CoreWeave runs the cluster for Dedicated Inference; you run it for CKS. With Dedicated, you configure GPU, runtime, scaling, and routing, and CoreWeave handles cluster operations, autoscaling, and availability. With CKS, you own the full Kubernetes stack: runtimes, scheduling, multi-node topology, and operational responsibility. Choose Dedicated when you want managed execution without giving up GPU and runtime choice. Choose CKS when you need to own and tune the entire stack.

Can I redirect existing CoreWeave reserved capacity to Dedicated Inference?

Yes. Customers with existing reserved nodes can allocate a portion of that capacity to Dedicated Inference at their contracted rates with no additional platform fee. On-demand GPU-hour billing is also available for workloads that don't require reserved capacity.

Can I update a deployed model without downtime?

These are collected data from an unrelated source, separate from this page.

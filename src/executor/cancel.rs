//! Cooperative cancellation shared between a run and its probes

use std::sync::Arc;
use tokio::sync::watch;

/// Cloneable flag that stops a run once raised
///
/// Raising it is idempotent. Futures awaiting [`CancellationHandle::cancelled`]
/// wake up immediately, so in-flight probes raced against it are dropped.
#[derive(Debug, Clone)]
pub struct CancellationHandle {
    sender: Arc<watch::Sender<bool>>,
    receiver: watch::Receiver<bool>,
}

impl CancellationHandle {
    pub fn new() -> Self {
        let (sender, receiver) = watch::channel(false);
        Self {
            sender: Arc::new(sender),
            receiver,
        }
    }

    pub fn cancel(&self) {
        self.sender.send_replace(true);
    }

    pub fn is_cancelled(&self) -> bool {
        *self.receiver.borrow()
    }

    /// Resolves once the handle is cancelled
    pub async fn cancelled(&self) {
        let mut receiver = self.receiver.clone();
        if receiver.wait_for(|cancelled| *cancelled).await.is_err() {
            // Sender gone without cancelling: never resolve.
            std::future::pending::<()>().await;
        }
    }
}

impl Default for CancellationHandle {
    fn default() -> Self {
        Self::new()
    }
}

#[cfg(test)]
mod tests {
    use super::*;
    use std::time::Duration;

    #[tokio::test]
    async fn test_cancel_wakes_waiters() {
        let handle = CancellationHandle::new();
        let waiter = handle.clone();
        let task = tokio::spawn(async move { waiter.cancelled().await });

        assert!(!handle.is_cancelled());
        handle.cancel();
        assert!(handle.is_cancelled());
        tokio::time::timeout(Duration::from_secs(1), task).await.unwrap().unwrap();
    }

    #[tokio::test]
    async fn test_already_cancelled_resolves_immediately() {
        let handle = CancellationHandle::new();
        handle.cancel();
        handle.cancel();
        tokio::time::timeout(Duration::from_millis(100), handle.cancelled()).await.unwrap();
    }

    #[tokio::test]
    async fn test_uncancelled_stays_pending() {
        let handle = CancellationHandle::new();
        let waited = tokio::time::timeout(Duration::from_millis(50), handle.cancelled()).await;
        assert!(waited.is_err());
    }

    #[test]
    fn test_waiter_is_woken_by_cancel() {
        let handle = CancellationHandle::new();
        let mut waiting = tokio_test::task::spawn(handle.cancelled());

        tokio_test::assert_pending!(waiting.poll());
        handle.cancel();
        assert!(waiting.is_woken());
        tokio_test::assert_ready!(waiting.poll());
    }
}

Yes. Send a PATCH request with the updated deployment specification (model weights, GPU type, runtime, autoscaling parameters), and CoreWeave manages the rollout without taking down the serving endpoint. Production traffic continues uninterrupted during updates.

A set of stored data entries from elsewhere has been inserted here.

//! Diagnostic session: owns the targets and drives one run through its phases

use crate::client::{NetworkProbe, Probe};
use crate::diagnostics::{conclude, Conclusion};
use crate::error::{AppError, Result};
use crate::executor::{
    CancellationHandle, KnownReachable, ProgressSpan, ProgressTracker, RetryConfig, RetryPolicy,
    Scheduler, SchedulerConfig, StopReason,
};
use crate::logging::LoggerFactory;
use crate::models::{Config, DiagnosticSnapshot};
use crate::output::{render_report, ReportContext};
use crate::platform::{
    format_platform_text, parse_platform_report, FilePlatformSource, NullProgress, PlatformSource,
    ProgressSink,
};
use crate::types::{AddOutcome, ConnectionType, Target, TargetSet};
use chrono::{DateTime, Local};
use serde::Serialize;
use std::sync::atomic::{AtomicBool, Ordering};
use std::sync::{Arc, Mutex, MutexGuard};

/// Probing occupies this slice of the overall progress
const PROBE_SPAN: (u8, u8) = (80, 95);

/// Finished (or cancelled) run
#[derive(Debug, Clone, Serialize)]
pub struct DiagnosticRun {
    pub snapshot: DiagnosticSnapshot,
    pub conclusion: Conclusion,
    /// Rendered report text
    pub report: String,
    /// Parse failures and scheduling remarks, also listed in the report
    pub notes: Vec<String>,
    pub cancelled: bool,
    pub started_at: DateTime<Local>,
    pub finished_at: DateTime<Local>,
}

/// Clears the running flag however the run ends
struct RunGuard<'a> {
    running: &'a AtomicBool,
    active: &'a Mutex<Option<CancellationHandle>>,
}

impl Drop for RunGuard<'_> {
    fn drop(&mut self) {
        *lock(self.active) = None;
        self.running.store(false, Ordering::SeqCst);
    }
}

fn lock<T>(mutex: &Mutex<T>) -> MutexGuard<'_, T> {
    match mutex.lock() {
        Ok(guard) => guard,
        Err(poisoned) => poisoned.into_inner(),
    }
}

pub struct DiagnosticSession {
    config: Config,
    targets: Mutex<TargetSet>,
    known: KnownReachable,
    probe: Arc<dyn Probe>,
    platform: Arc<dyn PlatformSource>,
    progress: Arc<dyn ProgressSink>,
    running: AtomicBool,
    active: Mutex<Option<CancellationHandle>>,
}

impl DiagnosticSession {
    /// Session with the config's targets and the given collaborators
    pub fn new(config: Config, probe: Arc<dyn Probe>, platform: Arc<dyn PlatformSource>) -> Result<Self> {
        let targets = config.target_set()?;
        let known = KnownReachable::new(config.known_reachable.iter());
        Ok(Self {
            config,
            targets: Mutex::new(targets),
            known,
            probe,
            platform,
            progress: Arc::new(NullProgress),
            running: AtomicBool::new(false),
            active: Mutex::new(None),
        })
    }

    /// Session probing the real network and reading the configured platform report
    pub fn from_config(config: Config) -> Result<Self> {
        let probe = Arc::new(NetworkProbe::new()?);

        let mut platform = FilePlatformSource::new(config.platform_report.clone());
        if let Some(raw) = config.connection_type.as_deref() {
            platform = platform.with_connection_type(raw.parse::<ConnectionType>()?);
        }
        if let Some(provider) = config.provider_name.as_deref() {
            platform = platform.with_provider(provider);
        }

        Self::new(config, probe, Arc::new(platform))
    }

    pub fn with_progress(mut self, sink: Arc<dyn ProgressSink>) -> Self {
        self.progress = sink;
        self
    }

    pub fn config(&self) -> &Config {
        &self.config
    }

    /// Validate and add a domain; a repeat is reported, not rejected
    pub fn add_target(&self, raw_domain: &str) -> Result<AddOutcome> {
        lock(&self.targets).add(raw_domain)
    }

    /// Add a `name@host:port` service target
    pub fn add_service(&self, spec: &str) -> Result<AddOutcome> {
        lock(&self.targets).add_service(spec)
    }

    pub fn targets(&self) -> Vec<Target> {
        lock(&self.targets).targets().to_vec()
    }

    pub fn is_running(&self) -> bool {
        self.running.load(Ordering::SeqCst)
    }

    /// Stop the active run; returns false when nothing is running
    pub fn cancel(&self) -> bool {
        match lock(&self.active).as_ref() {
            Some(handle) => {
                handle.cancel();
                true
            }
            None => false,
        }
    }

    /// Run every phase once; a second concurrent call fails with `RunInProgress`
    pub async fn run_diagnostic(&self) -> Result<DiagnosticRun> {
        if self.running.swap(true, Ordering::SeqCst) {
            return Err(AppError::RunInProgress);
        }
        let cancel = CancellationHandle::new();
        *lock(&self.active) = Some(cancel.clone());
        let _guard = RunGuard {
            running: &self.running,
            active: &self.active,
        };

        Ok(self.execute(&cancel).await)
    }

    async fn execute(&self, cancel: &CancellationHandle) -> DiagnosticRun {
        let started_at = Local::now();
        let factory = LoggerFactory::new(self.config.clone());
        let mut run_logger = factory.create_run_logger().await;
        let progress = ProgressTracker::new(self.progress.clone());
        let targets = self.targets();

        let mut snapshot = DiagnosticSnapshot::new();
        let mut notes = Vec::new();
        let mut platform_text = String::new();

        progress.report(0, "Preparing diagnostic");

        if !cancel.is_cancelled() {
            run_logger.start_phase("connection").await;
            let (connection_type, provider) = futures::future::join(
                self.platform.connection_type(),
                self.platform.provider_name(),
            )
            .await;
            snapshot.connection_type = connection_type.unwrap_or(ConnectionType::Unknown);
            snapshot.provider = provider.ok().filter(|name| !name.trim().is_empty());
            run_logger.end_phase("connection").await;
            progress.report(10, "Connection info collected");
        }

        if !cancel.is_cancelled() {
            run_logger.start_phase("platform").await;
            let raw = match self.platform.diagnostic_text().await {
                Ok(text) => text,
                Err(error) => {
                    run_logger.log_error(&error, "Platform diagnostic failed").await;
                    platform_error_block(&error)
                }
            };
            run_logger.end_phase("platform").await;
            progress.report(30, "Platform diagnostic collected");

            run_logger.start_phase("parse").await;
            let summary = parse_platform_report(&raw, &mut snapshot);
            for failure in &summary.failures {
                run_logger.log_warning(failure).await;
            }
            notes.extend(summary.failures);
            platform_text = format_platform_text(&raw);
            run_logger.end_phase("parse").await;
            progress.report(70, "Platform report parsed");
        }

        if !cancel.is_cancelled() {
            run_logger.start_phase("probe").await;
            let policy = RetryPolicy::new(
                self.probe.clone(),
                RetryConfig::from(&self.config),
                self.known.clone(),
            )
            .with_logger(factory.create_probe_logger().await);
            let scheduler = Scheduler::new(Arc::new(policy), SchedulerConfig::from(&self.config));
            let report = scheduler
                .run(&targets, &progress, ProgressSpan::new(PROBE_SPAN.0, PROBE_SPAN.1), cancel)
                .await;
            report.apply_to(&mut snapshot);
            if report.stop == StopReason::DeadlineReached && !report.abandoned.is_empty() {
                notes.push(format!(
                    "{} target(s) unfinished at the {}s run deadline",
                    report.abandoned.len(),
                    self.config.run_timeout_seconds
                ));
            }
            run_logger.end_phase("probe").await;
        }

        let cancelled = cancel.is_cancelled();
        if cancelled {
            run_logger.log_warning("Run cancelled, reporting partial results").await;
            notes.push("Run cancelled; results are partial".to_string());
        }

        let conclusion = conclude(&snapshot);
        progress.report(95, "Conclusions drawn");

        let mut context = ReportContext::new(started_at);
        context.platform_text = platform_text;
        context.notes = notes.clone();
        let report = render_report(&snapshot, &conclusion, &context);
        progress.report(100, if cancelled { "Diagnostic cancelled" } else { "Diagnostic complete" });

        DiagnosticRun {
            snapshot,
            conclusion,
            report,
            notes,
            cancelled,
            started_at,
            finished_at: Local::now(),
        }
    }
}

/// One-line block substituted for platform text that could not be fetched
fn platform_error_block(error: &AppError) -> String {
    let detail = match error {
        AppError::PlatformUnavailable(message) => message.clone(),
        other => other.to_string(),
    };
    format!("[ERROR] Platform diagnostic unavailable: {}", detail)
}

#[cfg(test)]
mod tests {
    use super::*;
    use crate::executor::retry::tests::ScriptedProbe;
    use crate::models::ProbeStatus;
    use crate::platform::{RecordingProgress, StaticPlatform};

    fn quiet_config(domains: &[&str]) -> Config {
        Config {
            target_domains: domains.iter().map(|d| d.to_string()).collect(),
            known_reachable: Vec::new(),
            retry_attempts: 1,
            retry_backoff_ms: 0,
            ..Config::default()
        }
    }

    fn session(config: Config, probe: ScriptedProbe, platform: StaticPlatform) -> DiagnosticSession {
        DiagnosticSession::new(config, Arc::new(probe), Arc::new(platform)).unwrap()
    }

    #[test]
    fn test_add_target_normalizes_and_reports_duplicates() {
        let session = session(
            quiet_config(&[]),
            ScriptedProbe::new(ProbeStatus::Reachable, ProbeStatus::Reachable),
            StaticPlatform::default(),
        );

        assert!(matches!(session.add_target("https://www.Example.org/path"), Ok(AddOutcome::Added(_))));
        assert!(matches!(session.add_target("example.org"), Ok(AddOutcome::Duplicate(_))));
        assert!(matches!(session.add_target("localhost"), Err(AppError::Validation(_))));
        assert_eq!(session.targets().len(), 1);
        assert_eq!(session.targets()[0].host(), "example.org");
    }

    #[test]
    fn test_cancel_without_run_is_noop() {
        let session = session(
            quiet_config(&[]),
            ScriptedProbe::new(ProbeStatus::Reachable, ProbeStatus::Reachable),
            StaticPlatform::default(),
        );
        assert!(!session.cancel());
        assert!(!session.is_running());
    }

    #[tokio::test]
    async fn test_platform_failure_is_substituted() {
        let session = session(
            quiet_config(&["example.org"]),
            ScriptedProbe::new(ProbeStatus::Reachable, ProbeStatus::Reachable),
            StaticPlatform::default(),
        );

        let run = session.run_diagnostic().await.unwrap();
        assert!(run.report.contains("[ERROR] Platform diagnostic unavailable: native diagnostic module not loaded"));
        assert!(run.report.contains("Type: Unknown"));
        assert!(run.report.contains("Provider: Unknown"));
        assert!(run.report.contains("example.org: REACHABLE"));
        assert!(!run.cancelled);
        assert!(!session.is_running());
    }

    #[tokio::test]
    async fn test_progress_checkpoints_are_monotonic() {
        let sink = Arc::new(RecordingProgress::default());
        let platform = StaticPlatform {
            text: Some("[TYPE] Wi-Fi\nDownload speed: 50.0 Mbps".to_string()),
            connection_type: Some(ConnectionType::WiFi),
            provider: Some("Rostelecom".to_string()),
        };
        let session = session(
            quiet_config(&["example.org", "example.net"]),
            ScriptedProbe::new(ProbeStatus::Reachable, ProbeStatus::Reachable),
            platform,
        )
        .with_progress(sink.clone());

        let run = session.run_diagnostic().await.unwrap();
        let percents = sink.percents();
        assert_eq!(percents.first(), Some(&0));
        assert_eq!(percents.last(), Some(&100));
        assert!(percents.windows(2).all(|w| w[0] <= w[1]));
        for checkpoint in [10, 30, 70, 80, 95] {
            assert!(percents.contains(&checkpoint), "missing {}", checkpoint);
        }
        assert_eq!(run.snapshot.provider.as_deref(), Some("Rostelecom"));
        assert_eq!(run.snapshot.download_mbps, Some(50.0));
    }

    #[tokio::test]
    async fn test_blocked_named_domain_reaches_snapshot() {
        let session = session(
            quiet_config(&["youtube.com"]),
            ScriptedProbe::new(ProbeStatus::blocked(), ProbeStatus::blocked()),
            StaticPlatform::with_text(""),
        );

        let run = session.run_diagnostic().await.unwrap();
        assert!(run.snapshot.youtube_blocked());
        assert!(!run.conclusion.is_healthy());
    }
}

What is a gateway, and do I manage it?

A gateway is a tenant-isolated endpoint provisioned in your chosen Availability Zone. It handles authentication, load balancing, and request routing across all your model deployments. CoreWeave manages the gateway; you choose where it lives. You can deploy multiple gateways across zones for latency optimization or compliance, and configure which deployments receive traffic.

Where do my model weights need to live?

Model artifacts must be stored in CoreWeave AI Object Storage. If you're already training or fine-tuning on CoreWeave, your checkpoints are already in the right place, and no data movement is required. For models trained or stored elsewhere, you'll upload weights to CoreWeave AI Object Storage before deploying.

Which inference runtimes are supported?

Dedicated Inference supports vLLM and SGLang, with CoreWeave AI Object Storage and LOTA caching for accelerated model loading and KV reuse under sustained traffic. All deployments expose OpenAI-compatible endpoints. If your stack uses a custom runtime, talk to us about your architecture.